- Opening Delimiter -
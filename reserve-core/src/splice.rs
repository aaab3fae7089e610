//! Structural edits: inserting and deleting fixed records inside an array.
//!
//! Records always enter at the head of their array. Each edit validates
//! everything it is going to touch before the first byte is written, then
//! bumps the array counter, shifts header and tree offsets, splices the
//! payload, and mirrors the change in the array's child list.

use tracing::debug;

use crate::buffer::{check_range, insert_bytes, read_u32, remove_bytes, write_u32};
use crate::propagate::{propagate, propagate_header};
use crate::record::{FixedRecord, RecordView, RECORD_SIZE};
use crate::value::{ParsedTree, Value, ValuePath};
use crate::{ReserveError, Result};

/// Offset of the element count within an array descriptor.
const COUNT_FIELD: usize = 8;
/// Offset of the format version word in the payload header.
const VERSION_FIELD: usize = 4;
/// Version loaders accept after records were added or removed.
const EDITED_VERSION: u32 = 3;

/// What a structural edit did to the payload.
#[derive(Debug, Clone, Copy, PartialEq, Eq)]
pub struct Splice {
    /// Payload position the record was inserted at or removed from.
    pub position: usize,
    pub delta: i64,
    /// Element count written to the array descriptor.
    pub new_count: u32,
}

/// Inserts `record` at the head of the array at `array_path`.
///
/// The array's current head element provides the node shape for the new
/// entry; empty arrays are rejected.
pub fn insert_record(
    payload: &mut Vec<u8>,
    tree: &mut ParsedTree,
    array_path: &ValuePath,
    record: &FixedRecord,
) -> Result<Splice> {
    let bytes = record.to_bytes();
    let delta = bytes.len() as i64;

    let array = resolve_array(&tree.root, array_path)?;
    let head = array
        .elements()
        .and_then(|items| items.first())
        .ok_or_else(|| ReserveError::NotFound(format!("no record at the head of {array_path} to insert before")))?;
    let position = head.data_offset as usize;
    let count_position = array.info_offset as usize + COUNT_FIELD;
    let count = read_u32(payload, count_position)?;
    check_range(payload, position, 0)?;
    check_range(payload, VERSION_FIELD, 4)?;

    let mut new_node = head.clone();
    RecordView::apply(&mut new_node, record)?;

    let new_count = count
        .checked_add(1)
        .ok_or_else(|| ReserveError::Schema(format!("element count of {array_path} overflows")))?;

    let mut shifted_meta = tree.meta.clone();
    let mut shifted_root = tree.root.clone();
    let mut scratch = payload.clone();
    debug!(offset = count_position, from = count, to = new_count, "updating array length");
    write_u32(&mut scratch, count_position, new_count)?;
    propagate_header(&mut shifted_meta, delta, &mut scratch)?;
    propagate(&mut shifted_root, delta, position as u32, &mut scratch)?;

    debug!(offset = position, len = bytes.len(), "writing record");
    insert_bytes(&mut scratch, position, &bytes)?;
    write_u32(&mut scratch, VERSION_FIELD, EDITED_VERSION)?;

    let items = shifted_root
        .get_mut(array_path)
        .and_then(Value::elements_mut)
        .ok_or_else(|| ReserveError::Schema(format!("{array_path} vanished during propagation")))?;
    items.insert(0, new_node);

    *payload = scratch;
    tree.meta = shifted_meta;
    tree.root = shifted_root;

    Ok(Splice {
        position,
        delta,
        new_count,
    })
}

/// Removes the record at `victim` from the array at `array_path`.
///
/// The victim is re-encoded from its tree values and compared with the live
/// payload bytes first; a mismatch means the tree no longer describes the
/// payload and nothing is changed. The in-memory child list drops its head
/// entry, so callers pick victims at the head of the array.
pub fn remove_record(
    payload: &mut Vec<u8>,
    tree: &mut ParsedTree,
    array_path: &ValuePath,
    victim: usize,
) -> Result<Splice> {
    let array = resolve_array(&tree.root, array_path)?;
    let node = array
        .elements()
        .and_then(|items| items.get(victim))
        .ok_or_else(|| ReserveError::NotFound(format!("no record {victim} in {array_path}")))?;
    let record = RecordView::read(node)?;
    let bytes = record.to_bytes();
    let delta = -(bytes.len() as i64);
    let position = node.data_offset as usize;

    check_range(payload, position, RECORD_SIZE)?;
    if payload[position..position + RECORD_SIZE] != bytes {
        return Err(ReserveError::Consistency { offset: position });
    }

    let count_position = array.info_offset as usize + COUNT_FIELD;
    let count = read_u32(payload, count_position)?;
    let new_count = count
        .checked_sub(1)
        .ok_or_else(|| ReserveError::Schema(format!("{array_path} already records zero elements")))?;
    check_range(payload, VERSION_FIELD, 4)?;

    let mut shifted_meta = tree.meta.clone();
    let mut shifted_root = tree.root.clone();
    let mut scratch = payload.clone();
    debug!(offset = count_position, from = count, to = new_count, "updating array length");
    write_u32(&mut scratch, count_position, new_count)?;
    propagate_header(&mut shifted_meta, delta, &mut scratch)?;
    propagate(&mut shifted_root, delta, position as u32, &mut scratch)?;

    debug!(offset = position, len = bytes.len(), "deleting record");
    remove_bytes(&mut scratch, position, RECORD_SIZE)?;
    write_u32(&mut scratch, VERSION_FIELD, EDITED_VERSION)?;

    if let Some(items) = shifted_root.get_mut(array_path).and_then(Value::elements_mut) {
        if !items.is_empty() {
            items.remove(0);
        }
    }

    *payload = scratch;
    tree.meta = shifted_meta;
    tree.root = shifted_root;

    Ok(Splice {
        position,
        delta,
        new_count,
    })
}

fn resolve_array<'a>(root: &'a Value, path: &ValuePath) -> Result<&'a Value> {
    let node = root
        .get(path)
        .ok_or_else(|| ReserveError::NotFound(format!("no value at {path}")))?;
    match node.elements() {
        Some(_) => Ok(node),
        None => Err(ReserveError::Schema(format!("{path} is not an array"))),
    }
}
- Closing Delimiter -
- **Exercise**
In the listing above, please print only the lines from the first one to the line where "Each edit validates" appears, exactly as written, both of those lines included.

- **Result below**
filename reserve-core/src/splice.rs
repository aaab3fae7089e610
//! Structural edits: inserting and deleting fixed records inside an array.
//!
//! Records always enter at the head of their array. Each edit validates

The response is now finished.